US Health Agency’s Marijuana Recommendation Seen as First Step in Easing Weed Restrictions

The recent marijuana recommendation by a prominent US health agency is being celebrated as an initial stride towards potentially relaxing regulations surrounding the use of cannabis.

The U.S. Department of Health and Human Services has issued a marijuana policy recommendation to the Drug Enforcement Administration, a move that Senate leaders are applauding as the initial stage in a process aimed at loosening federal restrictions on cannabis.

In Washington, the U.S. Department of Health and Human Services has submitted a marijuana policy recommendation to the Drug Enforcement Administration, a development that Senate leaders celebrated on Wednesday as an inaugural move towards relaxing federal restrictions on cannabis.
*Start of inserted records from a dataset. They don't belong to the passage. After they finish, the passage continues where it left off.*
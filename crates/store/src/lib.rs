//! Key-value store boundary for the storage bridge.
//! - `KvStore` is the synchronous-per-call, string-keyed contract the
//!   bridge relays commands to.
//! - `JsonFileStore` persists entries to a JSON file, the durable state
//!   that outlives the process.
//! - `MemoryStore` is process-local, for tests and ephemeral hosts.

pub mod errors;
pub mod json_file;
pub mod kv;
pub mod memory;

pub use errors::StoreError;
pub use json_file::JsonFileStore;
pub use kv::KvStore;
pub use memory::MemoryStore;
use std::collections::HashMap;
use std::io::ErrorKind;
use std::path::PathBuf;
use std::sync::Arc;

use async_trait::async_trait;
use tokio::{fs, sync::RwLock};

use crate::errors::StoreError;
use crate::kv::KvStore;

/// JSON file-backed key-value store.
///
/// Persists a `HashMap<String, String>` to a JSON file on every mutation.
/// This is the durable, host-owned storage the bridge serves: it outlives
/// the process and carries a host-defined byte quota (`max_bytes`, 0 for
/// unlimited).
pub struct JsonFileStore {
    inner: RwLock<HashMap<String, String>>,
    file_path: PathBuf,
    max_bytes: u64,
}

fn io_error(e: std::io::Error) -> StoreError {
    if e.kind() == ErrorKind::PermissionDenied {
        StoreError::AccessDenied(e.to_string())
    } else {
        StoreError::Io(e.to_string())
    }
}

impl JsonFileStore {
    /// Open the store at `path`, creating the file with an empty map if
    /// missing. A corrupt file is treated as empty rather than fatal.
    pub async fn open<P: Into<PathBuf>>(path: P, max_bytes: u64) -> Result<Arc<Self>, StoreError> {
        let file_path = path.into();
        if let Some(parent) = file_path.parent() {
            fs::create_dir_all(parent).await.ok();
        }

        let map: HashMap<String, String> = match fs::read(&file_path).await {
            Ok(bytes) => serde_json::from_slice(&bytes).unwrap_or_default(),
            Err(e) if e.kind() == ErrorKind::NotFound => {
                let empty: HashMap<String, String> = HashMap::new();
                let data = serde_json::to_vec(&empty)
                    .map_err(|e| StoreError::Serialization(e.to_string()))?;
                fs::write(&file_path, data).await.map_err(io_error)?;
                empty
            }
            Err(e) => return Err(io_error(e)),
        };

        Ok(Arc::new(Self { inner: RwLock::new(map), file_path, max_bytes }))
    }

    async fn save(&self, map: &HashMap<String, String>) -> Result<(), StoreError> {
        let data =
            serde_json::to_vec(map).map_err(|e| StoreError::Serialization(e.to_string()))?;
        fs::write(&self.file_path, data).await.map_err(io_error)?;
        Ok(())
    }

    fn used_bytes(map: &HashMap<String, String>) -> u64 {
        map.iter().map(|(k, v)| (k.len() + v.len()) as u64).sum()
    }
}

#[async_trait]
impl KvStore for JsonFileStore {
    async fn get(&self, key: &str) -> Result<Option<String>, StoreError> {
        let map = self.inner.read().await;
        Ok(map.get(key).cloned())
    }

    async fn set(&self, key: &str, value: &str) -> Result<(), StoreError> {
        let mut map = self.inner.write().await;
        if self.max_bytes > 0 {
            let replaced = map.get(key).map(|v| (key.len() + v.len()) as u64).unwrap_or(0);
            let incoming = (key.len() + value.len()) as u64;
            if Self::used_bytes(&map) - replaced + incoming > self.max_bytes {
                return Err(StoreError::QuotaExceeded { limit: self.max_bytes });
            }
        }
        map.insert(key.to_string(), value.to_string());
        self.save(&map).await
    }

    async fn remove(&self, key: &str) -> Result<bool, StoreError> {
        let mut map = self.inner.write().await;
        let existed = map.remove(key).is_some();
        if existed {
            self.save(&map).await?;
        }
        Ok(existed)
    }

    async fn keys(&self) -> Result<Vec<String>, StoreError> {
        let map = self.inner.read().await;
        Ok(map.keys().cloned().collect())
    }

    /// The file must still be writable; the host may have revoked access
    /// or removed the directory since `open`.
    async fn probe(&self) -> Result<(), StoreError> {
        fs::OpenOptions::new()
            .write(true)
            .open(&self.file_path)
            .await
            .map_err(io_error)?;
        Ok(())
    }
}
On the platform now known as X, HHS Secretary Xavier Becerra announced on Wednesday that the agency had heeded President Joe Biden’s request “to furnish a scheduling recommendation for marijuana to the DEA.”

“We’ve strived to ensure a prompt completion and sharing of a scientific evaluation,” he elaborated.

Senate Majority Leader Chuck Schumer issued a statement indicating that HHS had recommended reclassifying marijuana from Schedule I to Schedule III controlled substance.

“HHS has taken the appropriate action,” remarked Schumer, a Democrat from New York. “Now, it is imperative for the DEA to follow through with this crucial step to significantly mitigate the harm inflicted by stringent marijuana laws.”

Rescheduling the drug could potentially lead to a reduction or even the elimination of criminal penalties associated with marijuana possession. Presently, marijuana shares its Schedule I classification with substances like heroin and LSD.

As per the DEA, Schedule I drugs are characterized by having “no currently accepted medical use in the United States, a lack of accepted safety for use under medical supervision, and a high potential for abuse.”

In contrast, Schedule III drugs are described as having “a potential for abuse less than substances in Schedules I or II and abuse may lead to moderate or low physical dependence or high psychological dependence.” Currently, this category includes substances such as ketamine and certain anabolic steroids.

President Biden initiated the review in October 2022 while simultaneously pardoning numerous individuals convicted of “simple possession” of marijuana under federal law.

Senate Finance Committee Chairman Ron Wyden, a Democrat from Oregon, issued a statement advocating for the complete descheduling of marijuana. He also noted, “However, HHS’s recommendation to reschedule cannabis as a Schedule III drug carries significant weight. If ultimately adopted, it would mark a historic milestone for a nation whose cannabis policies have long been disconnected from reality.”

The initial report on the HHS recommendation came from Bloomberg News.

Responding to the Bloomberg report, the nonprofit U.S. Cannabis Council expressed its enthusiasm, stating, “We wholeheartedly embrace today’s announcement… Rescheduling will bring about a wide array of advantages, including sending a message to the criminal justice system that cannabis should be a lower priority and extending a vital economic support to the cannabis industry.”